§ **What this task involves**:
Return every line of the data that contains the string "FilterDialogOpened".

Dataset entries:
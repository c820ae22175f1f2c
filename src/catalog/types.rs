//! Filter catalog data structures
//!
//! - `FilterValue`: One selectable option inside a category
//! - `FilterCategory`: A named facet with its ordered values
//! - `FilterCatalog`: The validated, ordered list of categories for a session

use crate::error::{FacetError, Result};
use serde::{Deserialize, Serialize};
use std::collections::HashSet;

/// One selectable option within a filter category
#[derive(Debug, Clone, Serialize, Deserialize, PartialEq, Eq)]
pub struct FilterValue {
    /// Identifier stored in the selected filters map
    pub id: String,

    /// Name shown to the user
    pub name: String,

    /// Optional number of results carrying this value
    #[serde(default, skip_serializing_if = "Option::is_none")]
    pub count: Option<u64>,
}

impl FilterValue {
    /// Create a value without a result count
    #[must_use]
    pub fn new(id: impl Into<String>, name: impl Into<String>) -> Self {
        Self {
            id: id.into(),
            name: name.into(),
            count: None,
        }
    }

    /// Attach a result count
    #[must_use]
    pub const fn with_count(mut self, count: u64) -> Self {
        self.count = Some(count);
        self
    }

    /// Label for value lists, e.g. `Teen (12)`
    ///
    /// The count is hidden when it is absent or zero.
    #[must_use]
    pub fn display_label(&self) -> String {
        match self.count {
            Some(count) if count > 0 => format!("{} ({count})", self.name),
            _ => self.name.clone(),
        }
    }
}

/// A named facet with an enumerable set of values
#[derive(Debug, Clone, Serialize, Deserialize, PartialEq, Eq)]
pub struct FilterCategory {
    /// Key used in the selected filters map
    pub id: String,

    /// Name shown in the category list
    pub name: String,

    /// Selectable values, in display order
    #[serde(default)]
    pub values: Vec<FilterValue>,
}

impl FilterCategory {
    /// Create a category with the given values
    #[must_use]
    pub fn new(id: impl Into<String>, name: impl Into<String>, values: Vec<FilterValue>) -> Self {
        Self {
            id: id.into(),
            name: name.into(),
            values,
        }
    }

    /// Look up a value by id
    #[must_use]
    pub fn value(&self, id: &str) -> Option<&FilterValue> {
        self.values.iter().find(|value| value.id == id)
    }

    /// Whether the category contains a value with this id
    #[must_use]
    pub fn contains_value(&self, id: &str) -> bool {
        self.value(id).is_some()
    }
}

/// Accepted on-disk shapes: a bare list (JSON) or a `categories` table (TOML/JSON)
#[derive(Deserialize)]
#[serde(untagged)]
enum RawCatalog {
    List(Vec<FilterCategory>),
    Table { categories: Vec<FilterCategory> },
}

impl TryFrom<RawCatalog> for FilterCatalog {
    type Error = FacetError;

    fn try_from(raw: RawCatalog) -> Result<Self> {
        match raw {
            RawCatalog::List(categories) | RawCatalog::Table { categories } => {
                Self::new(categories)
            }
        }
    }
}

/// Ordered, validated list of filter categories
///
/// Immutable once constructed. Category ids are unique and value ids are
/// unique within their category.
#[derive(Debug, Clone, Default, Serialize, Deserialize, PartialEq, Eq)]
#[serde(try_from = "RawCatalog")]
pub struct FilterCatalog {
    categories: Vec<FilterCategory>,
}

impl FilterCatalog {
    /// Build a catalog, validating id uniqueness
    ///
    /// # Errors
    ///
    /// Returns `FacetError::Configuration` if two categories share an id,
    /// or if a category lists the same value id twice.
    pub fn new(categories: Vec<FilterCategory>) -> Result<Self> {
        let mut seen = HashSet::new();
        for category in &categories {
            if !seen.insert(category.id.as_str()) {
                return Err(FacetError::Configuration(format!(
                    "duplicate category id '{}'",
                    category.id
                )));
            }

            let mut values = HashSet::new();
            for value in &category.values {
                if !values.insert(value.id.as_str()) {
                    return Err(FacetError::Configuration(format!(
                        "duplicate value id '{}' in category '{}'",
                        value.id, category.id
                    )));
                }
            }
        }

        Ok(Self { categories })
    }

    /// An empty catalog (disables the filter button)
    #[must_use]
    pub const fn empty() -> Self {
        Self {
            categories: Vec::new(),
        }
    }

    /// All categories in display order
    #[must_use]
    pub fn categories(&self) -> &[FilterCategory] {
        &self.categories
    }

    /// Look up a category by id
    #[must_use]
    pub fn get(&self, id: &str) -> Option<&FilterCategory> {
        self.categories.iter().find(|category| category.id == id)
    }

    /// Look up a category by id, failing for unknown ids
    ///
    /// # Errors
    ///
    /// Returns `FacetError::UnknownCategory` if no category has this id.
    pub fn require(&self, id: &str) -> Result<&FilterCategory> {
        self.get(id)
            .ok_or_else(|| FacetError::UnknownCategory(id.to_string()))
    }

    /// Number of categories
    #[must_use]
    pub fn len(&self) -> usize {
        self.categories.len()
    }

    /// Whether the catalog has no categories
    #[must_use]
    pub fn is_empty(&self) -> bool {
        self.categories.is_empty()
    }

    /// Total number of values across all categories
    #[must_use]
    pub fn value_count(&self) -> usize {
        self.categories.iter().map(|c| c.values.len()).sum()
    }
}

#[cfg(test)]
mod tests {
    use super::*;
    use crate::testing::sample_catalog;

    #[test]
    fn test_display_label_with_count() {
        let value = FilterValue::new("teen", "Teen").with_count(12);
        assert_eq!(value.display_label(), "Teen (12)");
    }

    #[test]
    fn test_display_label_hides_zero_and_missing_count() {
        assert_eq!(FilterValue::new("teen", "Teen").display_label(), "Teen");
        assert_eq!(
            FilterValue::new("teen", "Teen").with_count(0).display_label(),
            "Teen"
        );
    }

    #[test]
    fn test_catalog_rejects_duplicate_category() {
        let result = FilterCatalog::new(vec![
            FilterCategory::new("age", "Age", vec![]),
            FilterCategory::new("age", "Age again", vec![]),
        ]);
        assert!(matches!(result, Err(FacetError::Configuration(_))));
    }

    #[test]
    fn test_catalog_rejects_duplicate_value() {
        let result = FilterCatalog::new(vec![FilterCategory::new(
            "age",
            "Age",
            vec![FilterValue::new("teen", "Teen"), FilterValue::new("teen", "Teenager")],
        )]);

        let err = result.unwrap_err();
        assert!(err.to_string().contains("duplicate value id 'teen'"));
    }

    #[test]
    fn test_catalog_lookup() {
        let catalog = sample_catalog();
        assert_eq!(catalog.len(), 2);
        assert_eq!(catalog.value_count(), 6);
        assert_eq!(catalog.get("age").map(|c| c.name.as_str()), Some("Age"));
        assert!(catalog.get("size").is_none());
        assert!(matches!(
            catalog.require("size"),
            Err(FacetError::UnknownCategory(id)) if id == "size"
        ));
    }

    #[test]
    fn test_catalog_from_json_list() {
        let json = r#"[
            {"id": "age", "name": "Age", "values": [
                {"id": "child", "name": "Child", "count": 3},
                {"id": "teen", "name": "Teen"}
            ]}
        ]"#;

        let catalog: FilterCatalog = serde_json::from_str(json).unwrap();
        let age = catalog.get("age").unwrap();
        assert_eq!(age.values.len(), 2);
        assert_eq!(age.values[0].count, Some(3));
        assert_eq!(age.values[1].count, None);
    }

    #[test]
    fn test_catalog_from_toml_table() {
        let toml_str = r#"
            [[categories]]
            id = "color"
            name = "Color"

            [[categories.values]]
            id = "red"
            name = "Red"
        "#;

        let catalog: FilterCatalog = toml::from_str(toml_str).unwrap();
        assert!(catalog.get("color").unwrap().contains_value("red"));
    }

    #[test]
    fn test_catalog_deserialize_validates() {
        let json = r#"[{"id": "a", "name": "A"}, {"id": "a", "name": "B"}]"#;
        assert!(serde_json::from_str::<FilterCatalog>(json).is_err());
    }

    #[test]
    fn test_empty_catalog() {
        let catalog = FilterCatalog::empty();
        assert!(catalog.is_empty());
        assert_eq!(catalog.value_count(), 0);
    }
}
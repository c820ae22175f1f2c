//! Executes panel commands and records what each one produced.

use super::commands::PanelCommand;
use crate::error::{FacetError, Result};
use crate::events::SearchEvent;
use crate::panel::{PanelView, SearchPanel};
use serde::Serialize;

/// What a single command produced
#[derive(Debug, Clone, PartialEq, Eq, Serialize)]
#[serde(tag = "kind", rename_all = "kebab-case")]
pub enum StepOutcome {
    /// The command ran; these events were emitted (possibly none)
    Events { events: Vec<SearchEvent> },
    /// The derived view was requested
    View { view: Box<PanelView> },
    /// The panel refused the command; its state is unchanged
    Rejected { reason: String },
}

/// One executed command and its outcome
#[derive(Debug, Clone, PartialEq, Eq, Serialize)]
pub struct StepReport {
    pub command: String,
    #[serde(flatten)]
    pub outcome: StepOutcome,
}

/// Runs commands against a panel
///
/// Rejected transitions are recorded and the run continues, unless the
/// runner is strict.
#[derive(Debug, Default)]
pub struct ScriptRunner {
    strict: bool,
}

impl ScriptRunner {
    #[must_use]
    pub const fn new() -> Self {
        Self { strict: false }
    }

    /// Stop at the first rejected command
    #[must_use]
    pub const fn strict(mut self, strict: bool) -> Self {
        self.strict = strict;
        self
    }

    /// Execute one command
    ///
    /// # Errors
    ///
    /// Returns the panel's error when the command is rejected.
    pub fn execute(&self, panel: &mut SearchPanel, command: &PanelCommand) -> Result<StepOutcome> {
        tracing::debug!("Executing '{command}'");

        match command {
            PanelCommand::Mount => panel.mount(),
            PanelCommand::Unmount => panel.unmount(),
            PanelCommand::Query(text) => panel.input_query(text.clone()),
            PanelCommand::Clear => panel.clear_query(),
            PanelCommand::Submit => panel.submit(),
            PanelCommand::Filter => {
                panel.open_filters()?;
            }
            PanelCommand::Tick => {
                if !panel.tick() {
                    tracing::debug!("Nothing pending on tick");
                }
            }
            PanelCommand::Category(id) => {
                panel.select_category(id)?;
            }
            PanelCommand::Toggle(id) => {
                panel.toggle_value(id)?;
            }
            PanelCommand::Back => panel.back()?,
            PanelCommand::Apply => panel.apply_filters()?,
            PanelCommand::Reset => panel.reset_filters()?,
            PanelCommand::Close => {
                panel.close_filters();
            }
            PanelCommand::More => panel.load_more(),
            PanelCommand::Loading => panel.begin_loading(),
            PanelCommand::Results { count, has_more } => panel.receive_results(*count, *has_more),
            PanelCommand::Show => {
                return Ok(StepOutcome::View {
                    view: Box::new(panel.view()),
                });
            }
        }

        Ok(StepOutcome::Events {
            events: panel.take_events(),
        })
    }

    /// Execute commands in order, reporting each one
    ///
    /// # Errors
    ///
    /// In strict mode, returns the error of the first rejected command.
    pub fn run(&self, panel: &mut SearchPanel, commands: &[PanelCommand]) -> Result<Vec<StepReport>> {
        let mut reports = Vec::with_capacity(commands.len());

        for command in commands {
            let outcome = match self.execute(panel, command) {
                Ok(outcome) => outcome,
                Err(e) if !self.strict && is_rejection(&e) => StepOutcome::Rejected {
                    reason: e.to_string(),
                },
                Err(e) => return Err(e),
            };

            reports.push(StepReport {
                command: command.to_string(),
                outcome,
            });
        }

        Ok(reports)
    }
}

const fn is_rejection(error: &FacetError) -> bool {
    matches!(
        error,
        FacetError::InvalidState(_) | FacetError::UnknownCategory(_) | FacetError::UnknownValue { .. }
    )
}

#[cfg(test)]
mod tests {
    use super::*;
    use crate::driver::parse_script;
    use crate::testing::{filters, sample_catalog};

    fn panel() -> SearchPanel {
        SearchPanel::builder()
            .catalog(sample_catalog())
            .build()
            .unwrap()
    }

    fn run(script: &str) -> (SearchPanel, Vec<StepReport>) {
        let mut panel = panel();
        let commands = parse_script(script).unwrap();
        let reports = ScriptRunner::new().run(&mut panel, &commands).unwrap();
        (panel, reports)
    }

    #[test]
    fn test_apply_flow() {
        let (panel, reports) = run(
            "mount\nfilter\ntick\ncategory age\ntoggle teen\nback\napply\n",
        );

        assert_eq!(reports.len(), 7);
        assert_eq!(
            reports[1].outcome,
            StepOutcome::Events {
                events: vec![SearchEvent::FilterDialogOpened]
            }
        );
        assert_eq!(
            reports[6].outcome,
            StepOutcome::Events {
                events: vec![
                    SearchEvent::Apply(filters(&[("age", &["teen"])])),
                    SearchEvent::ReloadRequested,
                ]
            }
        );
        assert_eq!(panel.badge_count(), 1);
    }

    #[test]
    fn test_rejection_is_recorded_and_run_continues() {
        let (panel, reports) = run("toggle teen\nquery shoes\n");

        assert!(matches!(reports[0].outcome, StepOutcome::Rejected { .. }));
        assert_eq!(
            reports[1].outcome,
            StepOutcome::Events {
                events: vec![SearchEvent::ReloadRequested]
            }
        );
        assert_eq!(panel.query(), "shoes");
    }

    #[test]
    fn test_strict_runner_stops() {
        let mut panel = panel();
        let commands = parse_script("apply\nquery shoes\n").unwrap();
        let result = ScriptRunner::new().strict(true).run(&mut panel, &commands);

        assert!(matches!(result, Err(FacetError::InvalidState(_))));
        assert_eq!(panel.query(), "");
    }

    #[test]
    fn test_show_returns_view() {
        let (_, reports) = run("results 20 more\nshow\n");
        let StepOutcome::View { view } = &reports[1].outcome else {
            panic!("expected a view");
        };
        assert_eq!(view.more_label.as_deref(), Some("More"));
        assert_eq!(reports[1].command, "show");
    }
}
#[cfg(test)]
mod tests {
    use super::*;
    use crate::testing::{filters, sample_catalog};

    fn mounted_panel() -> SearchPanel {
        let mut panel = SearchPanel::builder()
            .catalog(sample_catalog())
            .query("a")
            .build()
            .unwrap();
        panel.mount();
        panel
    }

    #[test]
    fn test_builder_requires_catalog() {
        let result = SearchPanel::builder().build();
        assert!(matches!(result, Err(FacetError::Configuration(_))));
    }

    #[test]
    fn test_builder_rejects_invalid_config() {
        let mut config = PanelConfig::default();
        config.paging.page_size = 0;
        let result = SearchPanel::builder()
            .catalog(sample_catalog())
            .config(config)
            .build();
        assert!(result.is_err());
    }

    #[test]
    fn test_build_emits_nothing() {
        let mut panel = mounted_panel();
        assert!(panel.take_events().is_empty());
    }

    #[test]
    fn test_clear_query_order() {
        let mut panel = mounted_panel();
        panel.clear_query();
        assert_eq!(
            panel.take_events(),
            vec![SearchEvent::ClearRequested, SearchEvent::ReloadRequested]
        );
        assert_eq!(panel.query(), "");
    }

    #[test]
    fn test_clear_empty_query_does_not_reload() {
        let mut panel = mounted_panel();
        panel.set_query("");
        panel.take_events();

        panel.clear_query();
        assert_eq!(panel.take_events(), vec![SearchEvent::ClearRequested]);
    }

    #[test]
    fn test_open_filters_before_mount_rejected() {
        let mut panel = SearchPanel::builder()
            .catalog(sample_catalog())
            .build()
            .unwrap();

        assert!(matches!(
            panel.open_filters(),
            Err(FacetError::InvalidState(_))
        ));
        assert!(panel.take_events().is_empty());
    }

    #[test]
    fn test_open_filters_with_empty_catalog_rejected() {
        let mut panel = SearchPanel::builder()
            .catalog(FilterCatalog::empty())
            .build()
            .unwrap();
        panel.mount();

        assert!(panel.open_filters().is_err());
        assert_eq!(panel.dialog().phase(), DialogPhase::Closed);
    }

    #[test]
    fn test_apply_updates_badge_and_reloads() {
        let mut panel = mounted_panel();
        panel.open_filters().unwrap();
        panel.tick();
        panel.select_category("color").unwrap();
        panel.toggle_value("red").unwrap();
        panel.toggle_value("blue").unwrap();
        panel.back().unwrap();
        panel.apply_filters().unwrap();

        let expected = filters(&[("color", &["red", "blue"])]);
        assert_eq!(
            panel.take_events(),
            vec![
                SearchEvent::FilterDialogOpened,
                SearchEvent::Apply(expected.clone()),
                SearchEvent::ReloadRequested,
            ]
        );
        assert_eq!(panel.selected_filters(), &expected);
        assert_eq!(panel.badge_count(), 2);
        assert!(panel.view().show_badge);
    }

    #[test]
    fn test_apply_without_changes_does_not_reload() {
        let mut panel = mounted_panel();
        panel.open_filters().unwrap();
        panel.tick();
        panel.apply_filters().unwrap();

        let events = panel.take_events();
        assert_eq!(events.len(), 2);
        assert!(!events.contains(&SearchEvent::ReloadRequested));
    }

    #[test]
    fn test_assignment_while_opening_reaches_draft() {
        let mut panel = mounted_panel();
        panel.open_filters().unwrap();
        panel.set_selected_filters(filters(&[("age", &["teen"])]));
        assert!(panel.tick());

        assert_eq!(panel.dialog().draft(), Some(&filters(&[("age", &["teen"])])));
        panel.apply_filters().unwrap();
        assert_eq!(panel.selected_filters(), &filters(&[("age", &["teen"])]));
        assert_eq!(panel.badge_count(), 1);
    }

    #[test]
    fn test_restore_while_opening_reaches_draft() {
        let mut panel = mounted_panel();
        let token = panel.open_filters().unwrap();
        panel.restore(PanelSnapshot {
            query: "b".to_string(),
            selected_filters: filters(&[("color", &["red"])]),
        });
        assert!(panel.fire(token));
        panel.take_events();

        panel.apply_filters().unwrap();
        assert_eq!(panel.selected_filters(), &filters(&[("color", &["red"])]));
        assert!(!panel.take_events().contains(&SearchEvent::ReloadRequested));
    }

    #[test]
    fn test_restore_coalesces_into_one_reload() {
        let mut panel = mounted_panel();
        panel.restore(PanelSnapshot {
            query: "b".to_string(),
            selected_filters: filters(&[("age", &["teen"])]),
        });

        assert_eq!(panel.take_events(), vec![SearchEvent::ReloadRequested]);
        assert_eq!(panel.search_bar().query(), "b");
        assert_eq!(panel.snapshot().selected_filters, filters(&[("age", &["teen"])]));
    }

    #[test]
    fn test_load_more_signals() {
        let mut panel = mounted_panel();
        panel.load_more();
        assert_eq!(
            panel.take_events(),
            vec![SearchEvent::LoadMoreRequested, SearchEvent::ReloadRequested]
        );
        assert_eq!(panel.page_size(), 40);
    }

    #[test]
    fn test_view_reflects_results() {
        let mut panel = mounted_panel();
        let view = panel.view();
        assert_eq!(view.empty_text.as_deref(), Some("No matching results found."));
        assert!(view.more_label.is_none());

        panel.begin_loading();
        assert!(panel.view().empty_text.is_none());

        panel.receive_results(20, true);
        let view = panel.view();
        assert!(panel.has_items());
        assert_eq!(view.more_label.as_deref(), Some("More"));
        assert_eq!(view.item_count, 20);
    }

    #[test]
    fn test_view_uses_configured_labels() {
        let mut config = PanelConfig::default();
        config.labels.save_button = "Apply".to_string();
        config.labels.no_results = "Nothing".to_string();
        let panel = SearchPanel::builder()
            .catalog(sample_catalog())
            .config(config)
            .build()
            .unwrap();

        let view = panel.view();
        assert_eq!(view.dialog.apply_label, "Apply");
        assert_eq!(view.empty_text.as_deref(), Some("Nothing"));
    }

    #[test]
    fn test_view_shows_value_page() {
        let mut panel = mounted_panel();
        panel.open_filters().unwrap();
        panel.tick();
        panel.select_category("age").unwrap();

        let view = panel.view();
        assert_eq!(view.dialog.phase, DialogPhase::ValueList);
        assert_eq!(view.dialog.title.as_deref(), Some("Age"));
        assert_eq!(view.dialog.values.len(), 3);
        assert!(view.dialog.rows.is_empty());
    }
}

§ **Problem solution**:
                events: vec![SearchEvent::FilterDialogOpened]
                SearchEvent::FilterDialogOpened,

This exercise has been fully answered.